To simplify, the differences are similar to comparing a dart to a glider -- it all gets back to the wings.
The delta wing provides the best overall flight characteristics in terms of lift and control surface efficiency. A delta wing will allow you to come in low and slow and in control, but is that always what you need if you are flying a fighter jet?
The aerodynamics of fighter jets are designed to provide lift, stability, and control at a much wider angle of attack. Comparing the wing characteristics between the two planes in a wind tunnel, notice how the wing thickness (airfoil) of the fighter plane is much less (relatively flat) at the leading edge.
Although the fighter plane provides less lift at the same angle of attack and requires a faster airspeed to stay aloft without stalling, the control over a wider range of airspeeds is worth the tradeoff for the fighter jet performance and maneuverability.
Shut down a fighter plane engine, and it will drop like a yard dart. The intake on a fighter plane is designed to receive as much air as possible, and will cause turbulence at the inlet if the blades are not turning fast enough. There simply is a minimum speed range to keep the plane in flight and under control as it is coming in for a landing.

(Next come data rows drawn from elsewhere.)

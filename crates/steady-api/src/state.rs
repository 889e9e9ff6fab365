use aws_sdk_cognitoidentityprovider::Client as CognitoClient;
use aws_sdk_s3::Client as S3Client;
use jsonwebtoken::DecodingKey;
use std::sync::Arc;

/// Shared application state, injected into all route handlers via Axum state.
#[derive(Clone)]
pub struct AppState {
    pub s3: S3Client,
    pub bucket: String,
    pub aws_config: aws_config::SdkConfig,
    pub cognito: CognitoClient,
    pub cognito_user_pool_id: String,
    pub cognito_client_id: String,
    pub cognito_region: String,
    /// RS256 public key of the user pool, pre-fetched from the JWKS at
    /// startup. `None` only in local development, where tokens are not
    /// cryptographically verified.
    pub decoding_key: Option<Arc<DecodingKey>>,
    /// Bedrock inference profile ID used for all text generation.
    pub model_id: String,
}
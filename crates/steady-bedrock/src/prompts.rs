//! Prompt builders.
//!
//! Pure string functions; the product speaks Brazilian Portuguese, so the
//! prompts do too. Each consumer has a static fallback for when generation
//! fails — AI text is always best-effort.

/// Motivational text attached to a goal at creation time.
pub fn goal_motivation(addiction: &str, dependency_level: Option<&str>) -> String {
    let level_line = match dependency_level {
        Some(level) => format!("O nível de dependência é: {level}.\n"),
        None => String::new(),
    };
    format!(
        "Como especialista em dependências químicas e comportamentais, gere um \
texto motivacional e informativo sobre como superar o vício em {addiction}.\n\
{level_line}\n\
Inclua:\n\
1. 3-4 dicas práticas específicas para largar esse vício\n\
2. Efeitos positivos esperados nos primeiros 7, 30 e 90 dias sem o vício\n\
3. Principais riscos e efeitos negativos desse vício na saúde\n\
4. Uma mensagem motivacional final\n\n\
Mantenha um tom empático, positivo e profissional. Máximo 300 palavras."
    )
}

/// Shorter motivation blurb generated while finishing onboarding, attached
/// to the suggested first goal.
pub fn onboarding_motivation(addiction: &str, dependency_level: &str) -> String {
    format!(
        "Como especialista em dependências químicas e comportamentais, gere um \
texto motivacional e informativo (máximo 150 palavras) sobre como superar o \
vício em {addiction}.\n\
O nível de dependência informado é: {dependency_level}.\n\
O texto deve ser encorajador, prático e focado no primeiro passo e na jornada.\n\
Inclua:\n\
1. Reconhecimento da dificuldade.\n\
2. Uma frase de encorajamento.\n\
3. Um lembrete de que a jornada é um passo de cada vez.\n\
4. Uma breve dica prática inicial.\n\
Seja conciso, empático e motivador."
    )
}

/// Chatbot reply prompt. `context` is the recent-conversation block built by
/// [`crate::context::conversation_context`]; empty when the conversation is
/// new.
pub fn chatbot_reply(user_message: &str, context: &str) -> String {
    let context_line = if context.is_empty() {
        String::new()
    } else {
        format!("Contexto das conversas anteriores:\n{context}\n\n")
    };
    format!(
        "Você é um assistente de apoio emocional especializado em ajudar pessoas \
a superar vícios. Responda de forma empática, motivadora e profissional.\n\n\
{context_line}\
Mensagem do usuário: \"{user_message}\"\n\n\
Diretrizes:\n\
- Seja empático e compreensivo\n\
- Ofereça apoio emocional genuíno\n\
- Sugira estratégias práticas quando apropriado\n\
- Se detectar linguagem de crise ou risco, recomende buscar ajuda profissional\n\
- Mantenha o foco na recuperação e bem-estar\n\
- Máximo 150 palavras\n\n\
Resposta:"
    )
}

/// Reflection on a journal entry.
pub fn journal_reflection(entry_text: &str) -> String {
    format!(
        "Analise esta entrada de diário de uma pessoa em processo de recuperação \
de vícios:\n\n\
\"{entry_text}\"\n\n\
Forneça:\n\
1. Um feedback empático sobre o que a pessoa compartilhou\n\
2. Reconhecimento dos progressos ou desafios mencionados\n\
3. Uma sugestão prática para o próximo passo\n\
4. Palavras de encorajamento\n\n\
Resposta em tom acolhedor e profissional. Máximo 100 palavras."
    )
}

/// Fallback motivation when generation fails at goal creation.
pub const MOTIVATION_FALLBACK: &str =
    "Defina seus primeiros passos para a recuperação e explore dicas personalizadas mais tarde.";

/// Fallback chatbot reply when generation fails.
pub const REPLY_FALLBACK: &str =
    "Desculpe, não consegui gerar uma resposta no momento. Tente novamente mais tarde.";
//! Storage key/path conventions.
//!
//! Pure string functions — no AWS SDK dependency. These define the canonical
//! layout of row documents and media blobs in the Steady bucket. Prefixes
//! keep the backing tables' Portuguese names.

use uuid::Uuid;

pub fn goal(user_id: &str, id: Uuid) -> String {
    format!("metas/{user_id}/{id}.json")
}

pub fn goals_prefix(user_id: &str) -> String {
    format!("metas/{user_id}/")
}

pub fn journal_entry(user_id: &str, id: Uuid) -> String {
    format!("diarios/{user_id}/entradas/{id}.json")
}

pub fn journal_entries_prefix(user_id: &str) -> String {
    format!("diarios/{user_id}/entradas/")
}

pub fn journal_attachment(user_id: &str, entry_id: Uuid, id: Uuid) -> String {
    format!("diarios/{user_id}/anexos/{entry_id}/{id}.json")
}

pub fn journal_attachments_prefix(user_id: &str, entry_id: Uuid) -> String {
    format!("diarios/{user_id}/anexos/{entry_id}/")
}

pub fn forum_post(id: Uuid) -> String {
    format!("forum/posts/{id}.json")
}

pub const FORUM_POSTS_PREFIX: &str = "forum/posts/";

/// Keyed by (post, user) so a like is unique per user per post.
pub fn forum_like(post_id: Uuid, user_id: &str) -> String {
    format!("forum/likes/{post_id}/{user_id}.json")
}

pub fn forum_likes_prefix(post_id: Uuid) -> String {
    format!("forum/likes/{post_id}/")
}

pub fn forum_comment(post_id: Uuid, id: Uuid) -> String {
    format!("forum/comments/{post_id}/{id}.json")
}

pub fn forum_comments_prefix(post_id: Uuid) -> String {
    format!("forum/comments/{post_id}/")
}

pub fn point_award(user_id: &str, id: Uuid) -> String {
    format!("pontos/{user_id}/{id}.json")
}

pub fn point_awards_prefix(user_id: &str) -> String {
    format!("pontos/{user_id}/")
}

pub fn chat_exchange(user_id: &str, id: Uuid) -> String {
    format!("chatbot/{user_id}/{id}.json")
}

pub fn chat_exchanges_prefix(user_id: &str) -> String {
    format!("chatbot/{user_id}/")
}

pub fn user_profile(user_id: &str) -> String {
    format!("users/{user_id}.json")
}

pub fn avatar(user_id: &str) -> String {
    format!("media/avatars/{user_id}")
}

pub fn journal_media(user_id: &str, id: Uuid) -> String {
    format!("media/diarios/{user_id}/{id}")
}
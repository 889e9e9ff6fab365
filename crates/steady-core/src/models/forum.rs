use serde::{Deserialize, Serialize};
use uuid::Uuid;

/// A community forum post.
///
/// Posts are never hard-deleted; `deleted` hides them from listings while
/// preserving the thread for moderation.
#[derive(Debug, Clone, Serialize, Deserialize)]
pub struct ForumPost {
    pub id: Uuid,
    pub user_id: String,
    pub kind: PostKind,
    pub title: String,
    pub body: String,
    /// Present only when `kind` is `Meeting`.
    pub meeting: Option<MeetingDetails>,
    pub deleted: bool,
    pub created_at: jiff::Timestamp,
}

#[derive(Debug, Clone, Copy, PartialEq, Eq, Serialize, Deserialize)]
pub enum PostKind {
    #[serde(rename = "relato")]
    Story,
    #[serde(rename = "dica")]
    Tip,
    #[serde(rename = "ajuda")]
    Help,
    #[serde(rename = "encontro")]
    Meeting,
}

#[derive(Debug, Clone, Serialize, Deserialize)]
pub struct MeetingDetails {
    pub location: String,
    pub scheduled_at: jiff::Timestamp,
}

/// A like on a post. Uniqueness per (post, user) is structural: the row is
/// keyed by both ids, so a second like overwrites the first.
#[derive(Debug, Clone, Serialize, Deserialize)]
pub struct Like {
    pub post_id: Uuid,
    pub user_id: String,
    pub created_at: jiff::Timestamp,
}

/// A comment on a post, threaded by optional parent comment.
#[derive(Debug, Clone, Serialize, Deserialize)]
pub struct Comment {
    pub id: Uuid,
    pub post_id: Uuid,
    pub user_id: String,
    /// Parent comment within the same post, for threading.
    pub parent_id: Option<Uuid>,
    pub body: String,
    pub created_at: jiff::Timestamp,
}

The power to weight issue has a downside -- the fighter plane is less efficient in fuel consumption -- it is even less efficient if the inlet has nacelles or ducting to mask a thermal signature.
The power to weight ratio of the fighter plane is much higher than a commercial aircraft, and the answers above from the other posters regarding thrust cover the topic well.
The best fighter jets provide the most maneuverability over the widest range of speeds.
Both types of aircraft would technically benefit from a lower landing (and stalling) speed, but in both cases, other flight characteristics are a higher priority.